1. What is an annuity?
An annuity is a sum of money that is being paid out as a means to supply income where it cannot be attained through steady work. This money is usually the result of either an investment, beneficiary payment, or legal settlement. Beneficiary payments are often the result of an inheritance that was left to be paid in additional to a life insurance policy. The legal settlement is one where a responsible party is legally bonded to pay a set sum of money to another. This is usually the result of an accident where personal damages or losses occur. Other annuities include those designed for retirement and lottery winnings.
2. How is the annuity paid?
As the name implies, the money paid is broken down into annual payments. These payments are then divided yet again into monthly or quarterly installments. This is done to provide regular income to the beneficiary. Payment is usually done via check from a financial company that manages the annuity payments. These checks can be in the form of direct deposit as well. The amount of the payment is usually the dividend from the annuity that is paid out equally throughout the life of the annuity itself.
3. Are annuity payments taxable?
Current tax laws state that any annuities paid as income are taxable. The payment authority will give the beneficiary a 1099-R form to include in the taxes to be filed. Since taxes are not collected upon disbursement of payments, they will need to be included when taxes are filed for the year.

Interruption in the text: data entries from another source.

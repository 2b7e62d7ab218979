//! Infrastructure Adapters
//!
//! Implementations of the domain ports.
//!
//! ```text
//! ┌──────────────────────────────────────────────────────────────┐
//! │                    Ports (domain::ports)                      │
//! │              ClusterApi      │     CommandRunner              │
//! └──────────────────────────────────────────────────────────────┘
//!                               │
//!                               ▼
//! ┌──────────────────────────────────────────────────────────────┐
//! │                    Adapters (This Module)                     │
//! │  KubeClusterApi │ ProcessCommandRunner                        │
//! │  InMemoryCluster │ InMemoryImagePool (simulation, tests)      │
//! └──────────────────────────────────────────────────────────────┘
//! ```

mod kubernetes;
mod memory;
mod process;

pub use kubernetes::KubeClusterApi;
pub use memory::{InMemoryCluster, InMemoryImagePool};
pub use process::ProcessCommandRunner;
// =============================================================================
// Migration State Machine
// =============================================================================

/// States in the migration of one claim
#[derive(Debug, Clone, Copy, PartialEq, Eq, Serialize)]
pub enum MigrationState {
    /// Initial state
    Idle,
    /// Fetching the claim's bound volume
    Resolve,
    /// Setting the legacy volume to Retain
    Protect,
    /// Reading the legacy image name
    CaptureIdentity,
    /// Deleting the legacy claim
    ReleaseClaim,
    /// Recreating the claim under the destination class
    Reprovision,
    /// Reading the new volume's placement attributes
    ExtractIdentity,
    /// Opening the storage connection
    Connect,
    /// Removing the placeholder image and renaming the legacy image
    ReparentStorage,
    /// Deleting the legacy volume object
    Finalize,
    /// Migration completed successfully
    Completed,
    /// Migration failed
    Failed,
    /// Claim already on the destination class
    Skipped,
}

impl std::fmt::Display for MigrationState {
    fn fmt(&self, f: &mut std::fmt::Formatter<'_>) -> std::fmt::Result {
        match self {
            MigrationState::Idle => write!(f, "Idle"),
            MigrationState::Resolve => write!(f, "Resolve"),
            MigrationState::Protect => write!(f, "Protect"),
            MigrationState::CaptureIdentity => write!(f, "CaptureIdentity"),
            MigrationState::ReleaseClaim => write!(f, "ReleaseClaim"),
            MigrationState::Reprovision => write!(f, "Reprovision"),
            MigrationState::ExtractIdentity => write!(f, "ExtractIdentity"),
            MigrationState::Connect => write!(f, "Connect"),
            MigrationState::ReparentStorage => write!(f, "ReparentStorage"),
            MigrationState::Finalize => write!(f, "Finalize"),
            MigrationState::Completed => write!(f, "Completed"),
            MigrationState::Failed => write!(f, "Failed"),
            MigrationState::Skipped => write!(f, "Skipped"),
        }
    }
}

4. Are contributions to an annuity subject to taxes?
Unlike payments received, any contributions put towards an annuity are not considered income and are not taxed. Doing so would result in an overpayment of taxes.
5. As the recipient of an annuity how can I receive the total of the remaining annuity in one lump sum?
Some cancellation fees and administration costs may be imposed but you should receive a check with the remainder of your annuity providing that remainder is part of the principal paid into it. Keep in mind that this counts as income and is directly taxable. There are legal parameters involved with an annuity. Seeking the assistance of a financial annuity company that can assist in receiving the remaining amount of your annuity is advised.
6. How is a life insurance policy different from an annuity?
Life insurance polices are designed to be executed upon your death. An annuity is designed to be claimed as a means for steady income upon retirement.
7. What is the difference between an annuity and a 401k?
There are similarities between the two but the differences are also vast. Generally speaking, a 401k is a bond that is backed by publicly traded stocks. This makes the 401k potentially vulnerable to economic decline. The positive recourse is that a 401k can be withdrawn for the amount of the principal investment. Annuities are savings contracts that are often penalized if broken. The benefit of an annuity is that they are not backed by the market but by the personal money directly invested.
8. Is an annuity sound advice for investment?
The short answer is yes. Saving annuities work much like high powered savings accounts. They are risk and maintenance free. Unlike other investment types, most annuities are not dependent on current economic market trends. The compiled interest earned is a set amount that is upfront and unchanging. This allows the investor to redeem the benefits of the annuity when they deem fit. Penalties for early withdrawal on these types of annuities are minimal and allow for flexibility.
9. Who should consider investing in an annuity?
This is up to the investor to decide. Anyone who is wanting to build reliable income for retirement should consider investing in an annuity. Those who have been granted a lump sum of money either through inheritance or lottery many want to consider an annuity as a form of steady income.
10. What happens to my annuity payments should I die in duration of the payment?
This depends on the type of annuity and the legal arrangements made upon your death. Generally speaking, annuities can be passed on to beneficiaries and payments will be made just as they were to you. In most cases, beneficiaries are declared upon the establishment of the annuity and enforced using a last will and testament.